Sit-in par-ci, grève par-là, ou encore préavis de tempête par-ci, plateforme revendicative par-là : chaque groupe professionnel, dans presque tous les secteurs d’activités, publics comme privés, engagent des luttes corporatistes, pour prendre sa part, ici et maintenant, des retombées des soulèvements pour l’alternance et le changement au « Pays des Hommes intègres ». Ce, d’autant plus qu’aux premières heures du nouveau pouvoir issu des élections du 29 novembre 2015, les magistrats ont arraché la part du lion avec la pleine satisfaction de leurs gourmandes revendications, au terme d’un blocage précoce de tout le système judiciaire et qui s’annonçait dangereusement long.
Alors, pourquoi pas les agents des Finances et des Impôts, ceux des Medias publics, les enseignants et chercheurs, les médecins et les agents de la Santé, les travailleurs des Télécommunications, les boulangers, les mineurs entre autres ?
Le Président du Faso a beau tenter de calmer le jeu et demander patience, le premier ministre a beau prier de « faire pardon », arguant que la santé économique et financière du pays n’est pas bonne, rien n’y fait. Négociations, dialogues, peu de choses pour eux !

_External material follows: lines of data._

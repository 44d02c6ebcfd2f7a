//! Anthropic Messages API client used for the small helper prompts.

use async_trait::async_trait;
use reqwest::header::{HeaderMap, HeaderValue, CONTENT_TYPE};
use serde::Deserialize;
use serde_json::json;

use super::TextCompleter;
use crate::config::LlmConfig;
use crate::error::{AppError, AppResult};

const MAX_TOKENS: u32 = 1024;

pub struct AnthropicCompleter {
    client: reqwest::Client,
    messages_url: String,
    model: String,
}

#[derive(Deserialize)]
struct MessagesResponse {
    #[serde(default)]
    content: Vec<ContentBlock>,
}

#[derive(Deserialize)]
struct ContentBlock {
    #[serde(rename = "type")]
    kind: String,
    #[serde(default)]
    text: Option<String>,
}

impl AnthropicCompleter {
    pub fn new(config: &LlmConfig) -> AppResult<Self> {
        if config.api_key.trim().is_empty() {
            return Err(AppError::Validation("ANTHROPIC_API_KEY is empty".to_string()));
        }

        let mut headers = HeaderMap::new();
        headers.insert(CONTENT_TYPE, HeaderValue::from_static("application/json"));
        headers.insert(
            "x-api-key",
            HeaderValue::from_str(config.api_key.trim())
                .map_err(|e| AppError::Validation(format!("invalid API key header: {}", e)))?,
        );
        headers.insert("anthropic-version", HeaderValue::from_static("2023-06-01"));

        let client = reqwest::Client::builder()
            .default_headers(headers)
            .timeout(std::time::Duration::from_secs(60))
            .build()?;

        let base = config.api_url.trim_end_matches('/');
        let messages_url = if base.ends_with("/messages") {
            base.to_string()
        } else {
            format!("{}/messages", base)
        };

        Ok(Self {
            client,
            messages_url,
            model: config.model.clone(),
        })
    }
}

#[async_trait]
impl TextCompleter for AnthropicCompleter {
    async fn complete(&self, system_prompt: &str, user_prompt: &str) -> AppResult<String> {
        let body = json!({
            "model": self.model,
            "max_tokens": MAX_TOKENS,
            "system": system_prompt,
            "messages": [{ "role": "user", "content": user_prompt }],
        });

        let response = self.client.post(&self.messages_url).json(&body).send().await?;
        let status = response.status();
        if !status.is_success() {
            let text = response.text().await.unwrap_or_default();
            return Err(AppError::Upstream(format!(
                "LLM returned HTTP {}: {}",
                status.as_u16(),
                text.chars().take(300).collect::<String>()
            )));
        }

        let parsed: MessagesResponse = response.json().await?;
        let text = parsed
            .content
            .into_iter()
            .filter(|block| block.kind == "text")
            .filter_map(|block| block.text)
            .collect::<Vec<_>>()
            .join("");

        Ok(text.trim().to_string())
    }
}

Avec ou sans Blaise Compaoré, tout est comme avant. Le Burkina Faso moderne n’a-t-il pas été enfanté par la France colonisatrice avec ses tares ? La grève comme arme de revendication des travailleurs est de ce fait, malheureusement, notre maladie congénitale et nos gouvernements de la françafrique n’entendent que cela, hélas ! Car sous d’autres cieux, comme l’Allemagne ou l’Autriche par exemple, il existe bien d’autres formes pour s’accorder sur des plateformes sociales consensuelles, sans causer trop de pertes aux structures de travail. Dans ces pays, le dialogue social fait partie des mœurs politiques et la grève n’apparaît qu’en ultime recours. Chez nos "cousins" français en revanche, la grève est un moyen d’obtenir l’ouverture des négociations, une manie que nous avons hélas copiée et qu’il convient d’abandonner sans tarder.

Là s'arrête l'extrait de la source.